── MATERIAL TO PROCESS ──
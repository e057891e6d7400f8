//! Comment-wrapped literal handler.
//!
//! Front-end structural directives (sections, partials) ride through the
//! backend disguised as native HTML comments, e.g. `<!--{{# nav}}-->`,
//! so backend engines ignore them. On import each wrapper is unwrapped
//! in place back to live placeholder syntax, and the original commented
//! span is recorded in the sidecar keyed by the literal's trimmed inner
//! text. Keying by content makes repeated wrappers idempotent and lets
//! export re-wrap every occurrence.
//!
//! An HBS backend uses a triple-braced wrapper (`<!--{{{# nav}}}-->`) so
//! the wrapper itself cannot collide with the generic brace scan.

use crate::core::engine::EngineKind;

/// A literal recovered from a comment wrapper.
#[derive(Debug, Clone, PartialEq, Eq)]
pub struct Literal {
    /// Trimmed inner text; becomes the sidecar key (before quoting)
    pub key: String,

    /// The full original commented span, e.g. `<!--{{# nav}}-->`
    pub wrapped: String,
}

/// Unwrap all comment-wrapped literals in `text`, left to right.
///
/// Returns the rewritten text (each wrapper replaced by its bare
/// `{{inner}}` form) plus the literals in encounter order.
pub fn extract_literals(text: &str, engine: EngineKind) -> (String, Vec<Literal>) {
    let (open, close) = if engine == EngineKind::Hbs {
        ("<!--{{{", "}}}-->")
    } else {
        ("<!--{{", "}}-->")
    };

    let mut out = String::with_capacity(text.len());
    let mut found = Vec::new();
    let mut rest = text;

    while let Some(i) = rest.find(open) {
        let tail = &rest[i + open.len()..];

        let Some(j) = tail.find(close) else {
            // Unterminated wrapper; leave the remainder untouched
            break;
        };

        let inner = tail[..j].trim();

        out.push_str(&rest[..i]);
        out.push_str("{{");
        out.push_str(inner);
        out.push_str("}}");

        found.push(Literal {
            key: inner.to_string(),
            wrapped: rest[i..i + open.len() + j + close.len()].to_string(),
        });

        rest = &tail[j + close.len()..];
    }

    out.push_str(rest);
    (out, found)
}

#[cfg(test)]
mod tests {
    use super::*;

    #[test]
    fn unwraps_section_directives() {
        let input = "<!--{{# nav}}--><li>x</li><!--{{/ nav}}-->";
        let (text, found) = extract_literals(input, EngineKind::Erb);

        assert_eq!(text, "{{# nav}}<li>x</li>{{/ nav}}");
        assert_eq!(found.len(), 2);
        assert_eq!(found[0].key, "# nav");
        assert_eq!(found[0].wrapped, "<!--{{# nav}}-->");
        assert_eq!(found[1].key, "/ nav");
    }

    #[test]
    fn trims_directive_whitespace_for_key_and_body() {
        let (text, found) = extract_literals("<!--{{ > header }}-->", EngineKind::Twig);

        assert_eq!(text, "{{> header}}");
        assert_eq!(found[0].key, "> header");
    }

    #[test]
    fn hbs_uses_triple_braced_wrapper() {
        let input = "<!--{{{# nav}}}-->{{ title }}";
        let (text, found) = extract_literals(input, EngineKind::Hbs);

        // Unwrapped to the live double-braced form
        assert_eq!(text, "{{# nav}}{{ title }}");
        assert_eq!(found[0].key, "# nav");
        assert_eq!(found[0].wrapped, "<!--{{{# nav}}}-->");
    }

    #[test]
    fn generic_wrapper_ignores_plain_comments() {
        let input = "<!-- plain comment --><!--{{> p}}-->";
        let (text, found) = extract_literals(input, EngineKind::Php);

        assert_eq!(text, "<!-- plain comment -->{{> p}}");
        assert_eq!(found.len(), 1);
    }

    #[test]
    fn unterminated_wrapper_is_left_alone() {
        let input = "<!--{{# nav}}";
        let (text, found) = extract_literals(input, EngineKind::Erb);

        assert_eq!(text, input);
        assert!(found.is_empty());
    }
}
───
- **PROMPT**:
Write out every line of the preceding listing that contains "live".

- **ANSWER TO THIS TASK**:
//! in place back to live placeholder syntax, and the original commented
        // Unwrapped to the live double-braced form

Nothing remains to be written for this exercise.